Bapak Dadang menegaskan, “Sekarang petani lebih berani dan percaya diri. Kami tahu bahwa sebagai masyarakat dan warga negara, kami punya hak yang harus dijamin.”

Tak hanya laki-laki, perempuan pun terlibat aktif dalam perjuangan ini. Ibu Andriana, Ketua Kelompok Wanita Tani Langensari, mengaku bangga bisa ikut berperan. Sebagian besar perempuan selain terlibat dalam sejumlah agenda organisasi, termasuk turut serta dalam pendidikan, juga menyisihkan tenaga dan waktu ekstra untuk menyiapkan konsumsi peserta, mereka sadar perjuangan ini untuk masa depan anak-anak mereka.
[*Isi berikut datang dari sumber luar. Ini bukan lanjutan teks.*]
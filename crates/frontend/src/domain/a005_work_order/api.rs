use contracts::domain::a005_work_order::{ChecklistResult, WorkOrder, WorkOrderDto, WorkOrderStatus};
use contracts::domain::common::StatusChangeRequest;

use crate::shared::api_utils::{
    delete, download_csv, get_json, post_empty, post_json, post_upsert, query_string,
};

/// Список с фильтрами `WorkOrderListQuery` (status, equipment_id, overdue_only, q ...)
pub async fn fetch_list(pairs: &[(String, String)]) -> Result<Vec<WorkOrder>, String> {
    get_json(&format!("/api/work_order{}", query_string(pairs))).await
}

pub async fn fetch_by_id(id: &str) -> Result<WorkOrder, String> {
    get_json(&format!("/api/work_order/{}", id)).await
}

pub async fn save(dto: &WorkOrderDto) -> Result<String, String> {
    post_upsert("/api/work_order", dto).await
}

pub async fn change_status(id: &str, status: WorkOrderStatus) -> Result<WorkOrder, String> {
    post_json(
        &format!("/api/work_order/{}/status", id),
        &StatusChangeRequest::new(status),
    )
    .await
}

/// Записать результаты чек-листа; сервер пересчитывает признаки замеров
pub async fn record_results(id: &str, results: &[ChecklistResult]) -> Result<WorkOrder, String> {
    post_json(&format!("/api/work_order/{}/results", id), &results).await
}

/// Выгрузка CSV с теми же фильтрами, что и у списка
pub async fn export(pairs: &[(String, String)]) -> Result<(), String> {
    download_csv(
        &format!("/api/work_order/export{}", query_string(pairs)),
        "work_orders.csv",
    )
    .await
}

pub async fn remove(id: &str) -> Result<(), String> {
    delete(&format!("/api/work_order/{}", id)).await
}

pub async fn create_test_data() -> Result<(), String> {
    post_empty("/api/work_order/testdata").await
}
pub mod login;
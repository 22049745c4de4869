pub mod dto;

pub use dto::{CountByKey, OverviewResponse, RecentIncident, DUE_SOON_DAYS, RECENT_INCIDENTS_LIMIT};
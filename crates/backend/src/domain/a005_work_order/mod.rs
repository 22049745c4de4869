pub mod csv_export;
pub mod repository;
pub mod service;
use axum::{
    async_trait,
    extract::FromRequestParts,
    http::{request::Parts, StatusCode},
};
use contracts::system::auth::TokenClaims;

/// Текущий пользователь из JWT (claims кладёт middleware)
///
/// Использование: `async fn handler(CurrentUser(claims): CurrentUser) -> Response`
pub struct CurrentUser(pub TokenClaims);

impl CurrentUser {
    pub fn user_id(&self) -> &str {
        &self.0.sub
    }

    pub fn username(&self) -> &str {
        &self.0.username
    }
}

#[async_trait]
impl<S> FromRequestParts<S> for CurrentUser
where
    S: Send + Sync,
{
    type Rejection = StatusCode;

    async fn from_request_parts(parts: &mut Parts, _state: &S) -> Result<Self, Self::Rejection> {
        parts
            .extensions
            .get::<TokenClaims>()
            .cloned()
            .map(CurrentUser)
            .ok_or(StatusCode::UNAUTHORIZED)
    }
}
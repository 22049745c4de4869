use contracts::domain::a002_equipment::{Criticality, EquipmentDto, EquipmentStatus};
use contracts::domain::common::StatusWorkflow;
use contracts::shared::validation::FieldError;
use leptos::prelude::*;

use super::view_model::EquipmentDetailsViewModel;
use crate::shared::components::date_input::DateInput;
use crate::shared::components::form_field::FormField;
use crate::shared::components::option_select::{enum_options, OptionSelect};
use crate::shared::icons::icon;
use crate::shared::lookup::factory_lookup;
use crate::system::auth::context::use_can_edit;

/// Текстовое поле формы, привязанное к строковому полю DTO
#[component]
fn TextInput(
    vm: EquipmentDetailsViewModel,
    get: fn(&EquipmentDto) -> &String,
    set: fn(&mut EquipmentDto, String),
    #[prop(optional, into)]
    placeholder: String,
) -> impl IntoView {
    view! {
        <input
            type="text"
            class="form-control"
            placeholder=placeholder
            prop:value=move || vm.form.with(|f| get(f).clone())
            on:input=move |ev| vm.form.update(|f| set(f, event_target_value(&ev)))
        />
    }
}

#[component]
pub fn EquipmentDetails(
    id: Option<String>,
    on_saved: Callback<()>,
    on_cancel: Callback<()>,
) -> impl IntoView {
    let vm = EquipmentDetailsViewModel::new();
    vm.load_if_needed(id);
    let can_edit = use_can_edit();
    let errors: Signal<Vec<FieldError>> = vm.errors.into();
    let factories = factory_lookup();

    let criticality_options = Signal::derive(|| {
        enum_options(Criticality::all(), Criticality::as_str, Criticality::label)
    });
    let status_options = Signal::derive(move || {
        vm.status_choices()
            .into_iter()
            .map(|s| (s.as_str().to_string(), s.label().to_string()))
            .collect::<Vec<_>>()
    });

    view! {
        <div class="details-container equipment-details">
            <div class="details-header">
                <h3>
                    {move || if vm.is_edit_mode() {
                        format!("Оборудование {}", vm.form.with(|f| f.code.clone().unwrap_or_default()))
                    } else {
                        "Новое оборудование".to_string()
                    }}
                </h3>
            </div>

            {move || vm.error.get().map(|e| view! { <div class="alert alert--error">{e}</div> })}

            <div class="details-form details-form--two-columns">
                <FormField label="Наименование" field="description" errors=errors required=true>
                    <TextInput vm=vm get=|f| &f.description set=|f, v| f.description = v placeholder="Например, Насос циркуляционный"/>
                </FormField>

                <FormField label="Завод" field="factory_id" errors=errors required=true>
                    <OptionSelect
                        value=Signal::derive(move || vm.form.with(|f| f.factory_id.clone()))
                        on_change=Callback::new(move |v| vm.form.update(|f| f.factory_id = v))
                        options=Signal::derive(move || factories.with(|l| l.options()))
                        placeholder="Выберите завод"
                    />
                </FormField>

                <FormField label="Категория" field="category" errors=errors required=true>
                    <TextInput vm=vm get=|f| &f.category set=|f, v| f.category = v placeholder="Насос, компрессор, станок..."/>
                </FormField>

                <FormField label="Производитель" field="manufacturer" errors=errors>
                    <TextInput vm=vm get=|f| &f.manufacturer set=|f, v| f.manufacturer = v/>
                </FormField>

                <FormField label="Модель" field="model" errors=errors>
                    <TextInput vm=vm get=|f| &f.model set=|f, v| f.model = v/>
                </FormField>

                <FormField label="Серийный номер" field="serial_number" errors=errors>
                    <TextInput vm=vm get=|f| &f.serial_number set=|f, v| f.serial_number = v/>
                </FormField>

                <FormField label="Место установки" field="location" errors=errors>
                    <TextInput vm=vm get=|f| &f.location set=|f, v| f.location = v placeholder="Цех, участок"/>
                </FormField>

                <FormField label="Дата ввода в эксплуатацию" field="install_date" errors=errors>
                    <DateInput
                        value=Signal::derive(move || vm.form.with(|f| f.install_date))
                        on_change=Callback::new(move |d| vm.form.update(|f| f.install_date = d))
                    />
                </FormField>

                <FormField label="Критичность" field="criticality" errors=errors>
                    <OptionSelect
                        value=Signal::derive(move || vm.form.with(|f| f.criticality.as_str().to_string()))
                        on_change=Callback::new(move |v: String| {
                            if let Some(c) = Criticality::parse(&v) {
                                vm.form.update(|f| f.criticality = c);
                            }
                        })
                        options=criticality_options
                    />
                </FormField>

                <FormField label="Статус" field="status" errors=errors>
                    <OptionSelect
                        value=Signal::derive(move || vm.form.with(|f| f.status.as_str().to_string()))
                        on_change=Callback::new(move |v: String| {
                            if let Some(s) = EquipmentStatus::parse(&v) {
                                vm.form.update(|f| f.status = s);
                            }
                        })
                        options=status_options
                    />
                </FormField>

                <FormField label="Комментарий" field="comment" errors=errors>
                    <textarea
                        class="form-control"
                        rows="3"
                        prop:value=move || vm.form.with(|f| f.comment.clone().unwrap_or_default())
                        on:input=move |ev| {
                            let value = event_target_value(&ev);
                            vm.form.update(|f| f.comment = if value.is_empty() { None } else { Some(value) });
                        }
                    />
                </FormField>
            </div>

            <div class="details-actions">
                <button
                    class="button button--primary"
                    on:click=move |_| vm.save_command(on_saved)
                    disabled=move || !can_edit.get() || vm.saving.get()
                >
                    {icon("check")}
                    {move || if vm.is_edit_mode() { " Сохранить" } else { " Создать" }}
                </button>
                <button class="button button--secondary" on:click=move |_| on_cancel.run(())>
                    {icon("x")}
                    " Отмена"
                </button>
            </div>
        </div>
    }
}
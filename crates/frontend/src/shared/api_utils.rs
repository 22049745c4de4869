//! API utilities for frontend-backend communication
//!
//! Все запросы к бизнес-API идут с Bearer-токеном из localStorage.
//! Ошибки сервера приходят как `{ "error": "..." }` и превращаются в `String`.

use gloo_net::http::{Request, RequestBuilder, Response};
use serde::de::DeserializeOwned;
use serde::Serialize;

use crate::system::auth::storage;

/// Get the base URL for API requests
///
/// Constructs the API base URL from the current window location,
/// using port 3000 for the backend server.
pub fn api_base() -> String {
    let window = match web_sys::window() {
        Some(w) => w,
        None => return String::new(),
    };
    let location = window.location();
    let protocol = location.protocol().unwrap_or_else(|_| "http:".to_string());
    let hostname = location
        .hostname()
        .unwrap_or_else(|_| "127.0.0.1".to_string());
    format!("{}//{}:3000", protocol, hostname)
}

/// Build a full API URL from a path
///
/// # Example
/// ```ignore
/// let url = api_url("/api/equipment/123");
/// ```
pub fn api_url(path: &str) -> String {
    format!("{}{}", api_base(), path)
}

/// Строка запроса `?a=1&b=2` из пар; пустые значения пропускаются
pub fn query_string(pairs: &[(String, String)]) -> String {
    let encoded: Vec<String> = pairs
        .iter()
        .filter(|(_, v)| !v.is_empty())
        .map(|(k, v)| format!("{}={}", k, urlencoding::encode(v)))
        .collect();
    if encoded.is_empty() {
        String::new()
    } else {
        format!("?{}", encoded.join("&"))
    }
}

/// Текст ошибки из ответа сервера
pub fn error_message(status: u16, body: &str) -> String {
    let from_body = serde_json::from_str::<serde_json::Value>(body)
        .ok()
        .and_then(|v| v.get("error").and_then(|e| e.as_str()).map(str::to_string));
    match (from_body, status) {
        (Some(msg), _) => msg,
        (None, 401) => "Сессия истекла, войдите заново".to_string(),
        (None, 403) => "Недостаточно прав".to_string(),
        (None, _) => format!("HTTP {}", status),
    }
}

fn with_auth(builder: RequestBuilder) -> RequestBuilder {
    match storage::get_access_token() {
        Some(token) => builder.header("Authorization", &format!("Bearer {}", token)),
        None => builder,
    }
}

async fn check(response: Response) -> Result<Response, String> {
    if response.ok() {
        return Ok(response);
    }
    let status = response.status();
    let body = response.text().await.unwrap_or_default();
    Err(error_message(status, &body))
}

async fn send(request: Result<Request, gloo_net::Error>) -> Result<Response, String> {
    let request = request.map_err(|e| format!("Failed to build request: {}", e))?;
    let response = request
        .send()
        .await
        .map_err(|e| format!("Failed to send request: {}", e))?;
    check(response).await
}

async fn parse<T: DeserializeOwned>(response: Response) -> Result<T, String> {
    response
        .json::<T>()
        .await
        .map_err(|e| format!("Failed to parse response: {}", e))
}

/// GET с разбором JSON
pub async fn get_json<T: DeserializeOwned>(path: &str) -> Result<T, String> {
    let response = send(with_auth(Request::get(&api_url(path))).build()).await?;
    parse(response).await
}

/// POST JSON-тела с разбором JSON-ответа
pub async fn post_json<B: Serialize, T: DeserializeOwned>(path: &str, body: &B) -> Result<T, String> {
    let response = send(with_auth(Request::post(&api_url(path))).json(body)).await?;
    parse(response).await
}

/// POST без тела и без разбора ответа (testdata, run)
pub async fn post_empty(path: &str) -> Result<(), String> {
    send(with_auth(Request::post(&api_url(path))).build()).await?;
    Ok(())
}

/// POST JSON-тела, ответ не нужен
pub async fn post_no_content<B: Serialize>(path: &str, body: &B) -> Result<(), String> {
    send(with_auth(Request::post(&api_url(path))).json(body)).await?;
    Ok(())
}

pub async fn put_json<B: Serialize>(path: &str, body: &B) -> Result<(), String> {
    send(with_auth(Request::put(&api_url(path))).json(body)).await?;
    Ok(())
}

pub async fn delete(path: &str) -> Result<(), String> {
    send(with_auth(Request::delete(&api_url(path))).build()).await?;
    Ok(())
}

/// Upsert-ответ `{ "id": "..." }`
pub async fn post_upsert<B: Serialize>(path: &str, body: &B) -> Result<String, String> {
    let value: serde_json::Value = post_json(path, body).await?;
    Ok(value
        .get("id")
        .and_then(|v| v.as_str())
        .unwrap_or_default()
        .to_string())
}

/// Скачать CSV с авторизацией и отдать браузеру как файл
pub async fn download_csv(path: &str, filename: &str) -> Result<(), String> {
    use wasm_bindgen::JsCast;

    let response = send(with_auth(Request::get(&api_url(path))).build()).await?;
    let text = response
        .text()
        .await
        .map_err(|e| format!("Failed to read response: {}", e))?;

    let parts = js_sys::Array::new();
    parts.push(&wasm_bindgen::JsValue::from_str(&text));
    let options = web_sys::BlobPropertyBag::new();
    options.set_type("text/csv;charset=utf-8");
    let blob = web_sys::Blob::new_with_str_sequence_and_options(&parts, &options)
        .map_err(|e| format!("{e:?}"))?;
    let url = web_sys::Url::create_object_url_with_blob(&blob).map_err(|e| format!("{e:?}"))?;

    let document = web_sys::window()
        .and_then(|w| w.document())
        .ok_or_else(|| "no document".to_string())?;
    let anchor: web_sys::HtmlAnchorElement = document
        .create_element("a")
        .map_err(|e| format!("{e:?}"))?
        .dyn_into()
        .map_err(|_| "bad anchor".to_string())?;
    anchor.set_href(&url);
    anchor.set_download(filename);
    anchor.click();
    let _ = web_sys::Url::revoke_object_url(&url);
    Ok(())
}

#[cfg(test)]
mod tests {
    use super::*;

    #[test]
    fn test_error_message_from_body() {
        assert_eq!(
            error_message(409, r#"{"error":"Недопустимый переход статуса"}"#),
            "Недопустимый переход статуса"
        );
    }

    #[test]
    fn test_error_message_fallbacks() {
        assert_eq!(error_message(500, ""), "HTTP 500");
        assert_eq!(error_message(403, "Forbidden"), "Недостаточно прав");
        assert_eq!(error_message(401, ""), "Сессия истекла, войдите заново");
    }

    #[test]
    fn test_query_string_skips_empty() {
        let pairs = vec![
            ("status".to_string(), "new".to_string()),
            ("q".to_string(), String::new()),
            ("equipment_id".to_string(), "a b".to_string()),
        ];
        assert_eq!(query_string(&pairs), "?status=new&equipment_id=a%20b");
        assert_eq!(query_string(&[]), "");
    }
}
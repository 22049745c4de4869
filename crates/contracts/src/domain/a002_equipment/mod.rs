pub mod aggregate;

pub use aggregate::{Criticality, Equipment, EquipmentDto, EquipmentId, EquipmentListQuery, EquipmentStatus};
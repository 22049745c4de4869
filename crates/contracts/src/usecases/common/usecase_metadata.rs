/// Метаданные UseCase для идентификации и документирования
pub trait UseCaseMetadata {
    /// Индекс UseCase (например, "u100")
    fn usecase_index() -> &'static str;

    /// Техническое имя (например, "pm_plan_wizard")
    fn usecase_name() -> &'static str;

    /// Отображаемое имя для UI
    fn display_name() -> &'static str;

    /// Описание UseCase
    fn description() -> &'static str {
        ""
    }

    /// Полное имя вида "u100_pm_plan_wizard"
    fn full_name() -> String {
        format!("{}_{}", Self::usecase_index(), Self::usecase_name())
    }
}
Tidak hanya itu, perempuan petani juga aktif dalam menggarap lahan yang dikelola bersama suaminya.

Perempuan petani anggota PPSS sedang menggarap lahannya. Foto : Indri Novia Kusworo/Dana Nusantara
Perempuan petani anggota PPSS sedang menggarap lahannya. Foto : Indri Novia Kusworo/Dana Nusantara

Pendidikan Akademi Reforma Agraria Sejati (ARAS) diselenggarakan di Langensari, Sukabumi dalam rangka memperkuat kaderisasi di PPSS. diikuti oleh seluruh anggota dari masing-masing OTL yang tersebar di 9 desa anggota PPSS. ARAS  diikuti oleh seluruh anggota OTL dari 9 desa anggota PPSS dengan difasilitasi oleh KPA (Konsorsium Pembaruan Agraria). Selama kurun waktu April – Desember 2024, PPSS telah menyelenggarakan 2 kali pendidikan. 

Hasilnya peserta pendidikan menjadi lebih berani dan terarah dalam menyuarakan dan memperjuangkan haknya, terutama untuk berhadapan dengan pihak pemerintah maupun perusahaan. Karena mereka telah memiliki bekal pengetahuan mengenai aturan dan hukum yang menguatkan posisi petani. Bahkan mereka juga menyampaikan bahwa tidak takut lagi jika ada pihak perusahaan yang datang untuk mengancam mereka.

Pertemuan rutin dilakukan di Saung Sawala tanpa terkendala cuaca. Tak seperti dulu, kegiatan pertemuan rutin harus dihentikan ketika hujan besar. Kini, selain untuk pertemuan rutin anggota, pendidikan, acara warga, saung sawala juga berfungsi ganda  sebagai sarana pendidikan paud sehingga murid dapat belajar dengan nyaman. Pembangunan saung sawala akan dilanjutkan dengan pembangunan lantai dua untuk penginapan sederhana bagi peserta dari desa lain. Dengan ini, fungsi saung sawala sebagai sarana memperkuat gerakan dapat lebih  maksimal.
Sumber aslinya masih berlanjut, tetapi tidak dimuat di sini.